This Is What I Think of When I Think of “Identity Liberalism”…

lincoln
Douglass
Grant

And I think the greatest achievements of “Identity Liberalism” were, first, the Emancipation Proclamation, and then the 13th, 14th and 15th amendments. These are all the root documents of ‘identity liberalism.’ They are there not because good men decided to identify someone. They are there because bad men based their oppression upon identity. That we are, still, 150 years on from all that fighting the same battles is our very great shame.

But the very fact that the party of Lincoln — the man who appealed to the ‘better angels of our nature’ and pledged ‘with malice towards’ none — is now led by a lesser demon who trades in nothing but malice is all the demonstration we need that the corruption is real and vigilance is necessary. You’re not immune. I’m not immune.

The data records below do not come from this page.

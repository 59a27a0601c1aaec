use crate::config::RevealConfig;
use crate::constants::COLLECTION_FALLBACK_MESSAGE;
use crate::detect::DeviceSource;
use crate::export::ExportPayload;
use crate::model::{DeviceSnapshot, NetworkSnapshot, RevealEvent, RevealItem, RunId};
use crate::net::{snapshot_from_lookup, NetworkSource};
use crate::sections;
use parking_lot::Mutex;
use std::sync::Arc;
use std::time::Duration;
use tokio::sync::broadcast;
use tokio::task::JoinHandle;
use tracing::{debug, info, warn};

const EVENT_CAPACITY: usize = 256;

/// How a run ended
#[derive(Debug, Clone, Copy, PartialEq, Eq)]
pub enum RunOutcome {
    /// Every section was revealed and the follow-up notification fired
    Completed,
    /// A newer run took over; everything after that point was discarded
    Superseded,
}

/// Copy of the visible state at one instant
#[derive(Debug, Clone, Default, PartialEq)]
pub struct RunView {
    pub run: RunId,
    pub items: Vec<RevealItem>,
    pub complete: bool,
}

#[derive(Default)]
struct RunState {
    last_minted: u64,
    current: RunId,
    items: Vec<RevealItem>,
    complete: bool,
    device: Option<DeviceSnapshot>,
    visitor: Option<NetworkSnapshot>,
}

/// Reveal sequencer
///
/// Owns the run counter and the visible item sequence. Every continuation
/// of a run carries its [`RunId`] and checks it against the current one,
/// under the state lock, before touching shared state. A stale run is never
/// cancelled directly; its next check fails and it stops.
pub struct RunController {
    device: Arc<dyn DeviceSource>,
    network: Arc<dyn NetworkSource>,
    reveal_delay: Duration,
    completion_delay: Duration,
    state: Mutex<RunState>,
    events: broadcast::Sender<RevealEvent>,
}

impl RunController {
    pub fn new(
        device: Arc<dyn DeviceSource>,
        network: Arc<dyn NetworkSource>,
        config: &RevealConfig,
    ) -> Self {
        Self::with_timing(device, network, config.reveal_delay(), config.completion_delay())
    }

    pub fn with_timing(
        device: Arc<dyn DeviceSource>,
        network: Arc<dyn NetworkSource>,
        reveal_delay: Duration,
        completion_delay: Duration,
    ) -> Self {
        let (events, _) = broadcast::channel(EVENT_CAPACITY);
        Self {
            device,
            network,
            reveal_delay,
            completion_delay,
            state: Mutex::new(RunState::default()),
            events,
        }
    }

    /// Receive lifecycle events from now on
    pub fn subscribe(&self) -> broadcast::Receiver<RevealEvent> {
        self.events.subscribe()
    }

    pub fn current_run(&self) -> RunId {
        self.state.lock().current
    }

    pub fn is_current(&self, run: RunId) -> bool {
        self.state.lock().current == run
    }

    pub fn view(&self) -> RunView {
        let state = self.state.lock();
        RunView {
            run: state.current,
            items: state.items.clone(),
            complete: state.complete,
        }
    }

    /// Snapshots gathered so far by the current run
    pub fn export_payload(&self) -> ExportPayload {
        let state = self.state.lock();
        ExportPayload {
            visitor: state.visitor.clone(),
            device: state.device.clone(),
        }
    }

    fn publish(&self, event: RevealEvent) {
        // no subscribers is fine
        let _ = self.events.send(event);
    }

    /// Mint a new run, make it current and clear the visible sequence
    ///
    /// Any run in flight becomes stale at this point.
    pub fn begin_run(&self) -> RunId {
        let mut state = self.state.lock();
        state.last_minted += 1;
        let run = RunId(state.last_minted);
        let previous = state.current;
        state.current = run;
        state.items.clear();
        state.complete = false;
        state.device = None;
        state.visitor = None;
        self.publish(RevealEvent::Started(run));
        drop(state);

        if previous != RunId::default() {
            info!(%run, superseded = %previous, "run started");
        } else {
            info!(%run, "run started");
        }
        run
    }

    /// Start a run and drive it to its end on the current task
    pub async fn start_run(&self) -> (RunId, RunOutcome) {
        let run = self.begin_run();
        let outcome = self.drive_run(run).await;
        (run, outcome)
    }

    /// Start a run and drive it on a spawned task
    ///
    /// The run is current before this returns, so a later call always wins.
    pub fn spawn_run(self: &Arc<Self>) -> (RunId, JoinHandle<RunOutcome>) {
        let run = self.begin_run();
        let this = Arc::clone(self);
        let handle = tokio::spawn(async move { this.drive_run(run).await });
        (run, handle)
    }

    /// Collection, staged reveal and completion for an already minted run
    pub async fn drive_run(&self, run: RunId) -> RunOutcome {
        let visitor = match self.device.collect().await {
            Ok(device) => {
                if !self.store(run, |state| state.device = Some(device.clone())) {
                    debug!(%run, "discarding device snapshot of stale run");
                    return RunOutcome::Superseded;
                }
                if !self
                    .reveal_sequence(sections::device_items(&device), run, self.reveal_delay)
                    .await
                {
                    return RunOutcome::Superseded;
                }
                if !self
                    .reveal_sequence(
                        sections::connection_power_items(&device),
                        run,
                        self.reveal_delay,
                    )
                    .await
                {
                    return RunOutcome::Superseded;
                }
                snapshot_from_lookup(self.network.lookup().await)
            }
            Err(err) => {
                warn!(%run, error = %err, "device collection failed");
                NetworkSnapshot::failure(COLLECTION_FALLBACK_MESSAGE)
            }
        };

        if !self.store(run, |state| state.visitor = Some(visitor.clone())) {
            debug!(%run, "discarding network snapshot of stale run");
            return RunOutcome::Superseded;
        }
        if !self
            .reveal_sequence(sections::network_items(&visitor), run, self.reveal_delay)
            .await
        {
            return RunOutcome::Superseded;
        }

        if !self.mark_complete(run) {
            return RunOutcome::Superseded;
        }
        tokio::time::sleep(self.completion_delay).await;
        if !self.notify(run) {
            return RunOutcome::Superseded;
        }
        RunOutcome::Completed
    }

    /// Append `items` one at a time, pausing `delay` after each
    ///
    /// Stops at the first item whose run is no longer current and returns
    /// `false`; a stale run therefore leaves at most a prefix of its items.
    pub async fn reveal_sequence(&self, items: Vec<RevealItem>, run: RunId, delay: Duration) -> bool {
        for item in items {
            {
                let mut state = self.state.lock();
                if state.current != run {
                    debug!(%run, current = %state.current, "halting stale reveal");
                    return false;
                }
                let index = state.items.len();
                state.items.push(item.clone());
                self.publish(RevealEvent::Revealed { run, index, item });
            }
            tokio::time::sleep(delay).await;
        }
        true
    }

    /// Mark `run` complete; no-op returning `false` when it is stale
    pub fn mark_complete(&self, run: RunId) -> bool {
        let mut state = self.state.lock();
        if state.current != run {
            return false;
        }
        if !state.complete {
            state.complete = true;
            self.publish(RevealEvent::Completed(run));
            info!(%run, items = state.items.len(), "run complete");
        }
        true
    }

    fn notify(&self, run: RunId) -> bool {
        let state = self.state.lock();
        if state.current != run || !state.complete {
            return false;
        }
        self.publish(RevealEvent::Notified(run));
        true
    }

    fn store(&self, run: RunId, apply: impl FnOnce(&mut RunState)) -> bool {
        let mut state = self.state.lock();
        if state.current != run {
            return false;
        }
        apply(&mut state);
        true
    }
}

Well over a hundred years ago Fredrick Douglass stood up and said that when you enslave another man you find the other end of the chain around your own neck. This is a remarkable statement, full of compassion for both the slave and the slaver. John Brown is mostly forgotten, indeed forsaken, because all he wanted to do was to punish the slaver with death, and then hellfire, without understanding. Fredrick Douglass is remembered and revered because he wanted to end slavery for the slaver, not just for the slave. “Identity Liberalism” confronts identity based oppression, for the oppressed and for the oppressor.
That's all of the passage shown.